• YOUR INSTRUCTIONS:
Copy all lines holding the word "bodies" from the entries.

• GIVEN RECORDS:
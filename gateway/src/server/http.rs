//! HTTP server implementation
//!
//! hyper http1 with TokioIo, one task per connection. Routing is a plain
//! match on method and path in [`route`].

use bytes::Bytes;
use http_body_util::{BodyExt, Full};
use hyper::body::Incoming;
use hyper::server::conn::http1;
use hyper::service::service_fn;
use hyper::{Method, Request, Response, StatusCode};
use hyper_util::rt::TokioIo;
use std::net::SocketAddr;
use std::sync::Arc;
use tokio::net::TcpListener;
use tracing::{error, info, warn};

use crate::auth::CredentialIssuer;
use crate::catalog::Catalog;
use crate::config::Args;
use crate::logging::UsageLogger;
use crate::routes::{self, IssueFlavor};
use crate::types::{GatewayError, Result};

type BoxBody = http_body_util::combinators::BoxBody<Bytes, hyper::Error>;

/// Shared application state
pub struct AppState {
    pub args: Args,
    pub issuer: CredentialIssuer,
    pub catalog: Catalog,
    pub usage: UsageLogger,
}

impl AppState {
    /// Build state from configuration: signing key and catalog
    pub fn new(args: Args) -> Result<Self> {
        let issuer = match (&args.token_secret, args.dev_mode) {
            (Some(secret), _) => CredentialIssuer::new(
                secret.clone(),
                args.token_expiry_seconds,
                args.bind_product,
            )?,
            (None, true) => {
                warn!("No TOKEN_SECRET set, using the dev-mode signing secret");
                CredentialIssuer::new_dev(args.token_expiry_seconds, args.bind_product)
            }
            (None, false) => {
                return Err(GatewayError::Config(
                    "TOKEN_SECRET is required in production mode".into(),
                ))
            }
        };

        let catalog = match &args.catalog_path {
            Some(path) => Catalog::load(path, &args.default_product_id)?,
            None => Catalog::builtin().with_default(&args.default_product_id)?,
        };

        let usage = UsageLogger::new(args.node_id.to_string());

        Ok(Self::with_components(args, issuer, catalog, usage))
    }

    pub fn with_components(
        args: Args,
        issuer: CredentialIssuer,
        catalog: Catalog,
        usage: UsageLogger,
    ) -> Self {
        Self {
            args,
            issuer,
            catalog,
            usage,
        }
    }
}

/// Start the HTTP server
pub async fn run(state: Arc<AppState>) -> Result<()> {
    let listener = TcpListener::bind(state.args.listen).await?;

    info!(
        "Player gateway listening on {} as node {}",
        state.args.listen, state.args.node_id
    );

    if state.args.dev_mode {
        warn!("Development mode enabled - credentials use a public signing secret");
    }

    loop {
        match listener.accept().await {
            Ok((stream, addr)) => {
                let state = Arc::clone(&state);
                tokio::spawn(async move {
                    let io = TokioIo::new(stream);

                    let service = service_fn(move |req| {
                        let state = Arc::clone(&state);
                        async move { handle_request(state, addr, req).await }
                    });

                    if let Err(err) = http1::Builder::new()
                        .preserve_header_case(true)
                        .title_case_headers(true)
                        .serve_connection(io, service)
                        .await
                    {
                        error!("Error serving connection from {}: {:?}", addr, err);
                    }
                });
            }
            Err(e) => {
                error!("Error accepting connection: {:?}", e);
            }
        }
    }
}

/// Collect the body and route
async fn handle_request(
    state: Arc<AppState>,
    addr: SocketAddr,
    req: Request<Incoming>,
) -> std::result::Result<Response<BoxBody>, hyper::Error> {
    let method = req.method().clone();
    let path = req.uri().path().to_string();
    let query = req.uri().query().map(str::to_string);

    info!("[{}] {} {}", addr, method, path);

    let body = if method == Method::POST {
        match req.collect().await {
            Ok(collected) => collected.to_bytes(),
            Err(e) => {
                warn!("Request body error from {}: {}", addr, e);
                return Ok(to_boxed(bad_request_response("Failed to read request body")));
            }
        }
    } else {
        Bytes::new()
    };

    let response = route(&state, &method, &path, query.as_deref(), &body).await;
    Ok(to_boxed(response))
}

/// Route a request with its body already collected
pub async fn route(
    state: &AppState,
    method: &Method,
    path: &str,
    query: Option<&str>,
    body: &[u8],
) -> Response<Full<Bytes>> {
    match (method, path) {
        (&Method::GET, "/health") | (&Method::GET, "/healthz") => routes::health_check(state),
        (&Method::GET, "/version") => routes::version_info(),

        // CORS preflight
        (&Method::OPTIONS, _) => preflight_response(),

        (&Method::GET, "/playlist") | (&Method::GET, "/api/playlist") => {
            routes::handle_playlist(state, query)
        }

        (&Method::POST, "/credential") => {
            routes::handle_issue(state, body, IssueFlavor::Current).await
        }
        (&Method::POST, "/api/token/mint") => {
            routes::handle_issue(state, body, IssueFlavor::Legacy).await
        }
        (_, "/credential") | (_, "/api/token/mint") => method_not_allowed_response(),

        (&Method::GET, "/credential/verify") | (&Method::GET, "/api/token/verify") => {
            routes::handle_verify(state, query)
        }

        (&Method::POST, "/analytics") | (&Method::POST, "/api/analytics") => {
            routes::handle_analytics(state, body).await
        }

        _ => not_found_response(path),
    }
}

/// Convert a Full<Bytes> body to BoxBody
fn to_boxed(response: Response<Full<Bytes>>) -> Response<BoxBody> {
    response.map(|body| body.map_err(|never| match never {}).boxed())
}

/// CORS preflight response
fn preflight_response() -> Response<Full<Bytes>> {
    Response::builder()
        .status(StatusCode::OK)
        .header("Access-Control-Allow-Origin", "*")
        .header("Access-Control-Allow-Headers", "*")
        .header("Access-Control-Allow-Methods", "GET, POST, OPTIONS")
        .body(Full::new(Bytes::new()))
        .unwrap()
}

fn method_not_allowed_response() -> Response<Full<Bytes>> {
    routes::json_response(
        StatusCode::METHOD_NOT_ALLOWED,
        &serde_json::json!({ "ok": false, "error": "Method Not Allowed" }),
    )
}

fn not_found_response(path: &str) -> Response<Full<Bytes>> {
    routes::json_response(
        StatusCode::NOT_FOUND,
        &serde_json::json!({ "error": "Not Found", "path": path }),
    )
}

fn bad_request_response(message: &str) -> Response<Full<Bytes>> {
    routes::json_response(
        StatusCode::BAD_REQUEST,
        &serde_json::json!({ "error": "Bad Request", "message": message }),
    )
}

#[cfg(test)]
mod tests {
    use super::*;
    use clap::Parser;

    fn state() -> AppState {
        let args = Args::parse_from([
            "player-gateway",
            "--dev-mode",
            "--token-secret",
            "route-test-secret-that-is-long-enough-01",
        ]);
        AppState::new(args).unwrap()
    }

    async fn json(response: Response<Full<Bytes>>) -> serde_json::Value {
        let bytes = response.into_body().collect().await.unwrap().to_bytes();
        serde_json::from_slice(&bytes).unwrap()
    }

    #[tokio::test]
    async fn test_playlist_falls_back_to_default() {
        let state = state();
        let response = route(&state, &Method::GET, "/playlist", Some("productId=UNKNOWN"), b"").await;
        assert_eq!(response.status(), StatusCode::OK);
        let body = json(response).await;
        assert_eq!(body["tracks"].as_array().unwrap().len(), 3);
        assert_eq!(body["tracks"][0]["sourceUrl"], "/audio/caliph-polygamy.mp3");

        let legacy = json(route(&state, &Method::GET, "/api/playlist", Some("sku=HOODIE123"), b"").await).await;
        assert_eq!(legacy["tracks"][1]["title"], "Maria Julia");
    }

    #[tokio::test]
    async fn test_issue_then_verify() {
        let state = state();
        let response = route(
            &state,
            &Method::POST,
            "/credential",
            None,
            br#"{"email":"a@b.com","productId":"HOODIE123"}"#,
        )
        .await;
        assert_eq!(response.status(), StatusCode::OK);
        let body = json(response).await;
        assert_eq!(body["ok"], true);
        let credential = body["credential"].as_str().unwrap().to_string();

        let query = format!("credential={}&productId=HOODIE123", credential);
        let ok = json(route(&state, &Method::GET, "/credential/verify", Some(&query), b"").await).await;
        assert_eq!(ok["ok"], true);

        let query = format!("tok={}&sku=CAP9", credential);
        let mismatch = json(route(&state, &Method::GET, "/api/token/verify", Some(&query), b"").await).await;
        assert_eq!(mismatch["ok"], false);
    }

    #[tokio::test]
    async fn test_issue_rejects_bad_input() {
        let state = state();
        let bodies: [&[u8]; 4] = [br#"{"email":""}"#, br#"{}"#, b"not json", br#"{"email":"nope"}"#];
        for body in bodies {
            let response = route(&state, &Method::POST, "/credential", None, body).await;
            assert_eq!(response.status(), StatusCode::BAD_REQUEST);
            let body = json(response).await;
            assert_eq!(body["ok"], false);
            assert!(body.get("credential").is_none());
        }

        let response = route(&state, &Method::GET, "/credential", None, b"").await;
        assert_eq!(response.status(), StatusCode::METHOD_NOT_ALLOWED);
    }

    #[tokio::test]
    async fn test_legacy_mint_shape() {
        let state = state();
        let body = json(route(&state, &Method::POST, "/api/token/mint", None, br#"{"email":"a@b.com"}"#).await).await;
        assert_eq!(body["ok"], true);
        assert!(body["tok"].is_string());
    }

    #[tokio::test]
    async fn test_verify_degrades_to_false() {
        let state = state();
        for query in [None, Some("credential="), Some("credential=garbage"), Some("%%%")] {
            let response = route(&state, &Method::GET, "/credential/verify", query, b"").await;
            assert_eq!(response.status(), StatusCode::OK);
            assert_eq!(json(response).await["ok"], false);
        }
    }

    #[tokio::test]
    async fn test_analytics_always_no_content() {
        let state = state();
        let valid = route(
            &state,
            &Method::POST,
            "/analytics",
            None,
            br#"{"action":"next","index":1,"productId":"HOODIE123"}"#,
        )
        .await;
        assert_eq!(valid.status(), StatusCode::NO_CONTENT);

        let garbage = route(&state, &Method::POST, "/api/analytics", None, b"{").await;
        assert_eq!(garbage.status(), StatusCode::NO_CONTENT);
    }

    #[tokio::test]
    async fn test_unknown_path() {
        let state = state();
        let response = route(&state, &Method::GET, "/nope", None, b"").await;
        assert_eq!(response.status(), StatusCode::NOT_FOUND);
        let preflight = route(&state, &Method::OPTIONS, "/credential", None, b"").await;
        assert_eq!(preflight.status(), StatusCode::OK);
    }
}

• SOLUTION FOR THIS EXERCISE:
        let bodies: [&[u8]; 4] = [br#"{"email":""}"#, br#"{}"#, b"not json", br#"{"email":"nope"}"#];
        for body in bodies {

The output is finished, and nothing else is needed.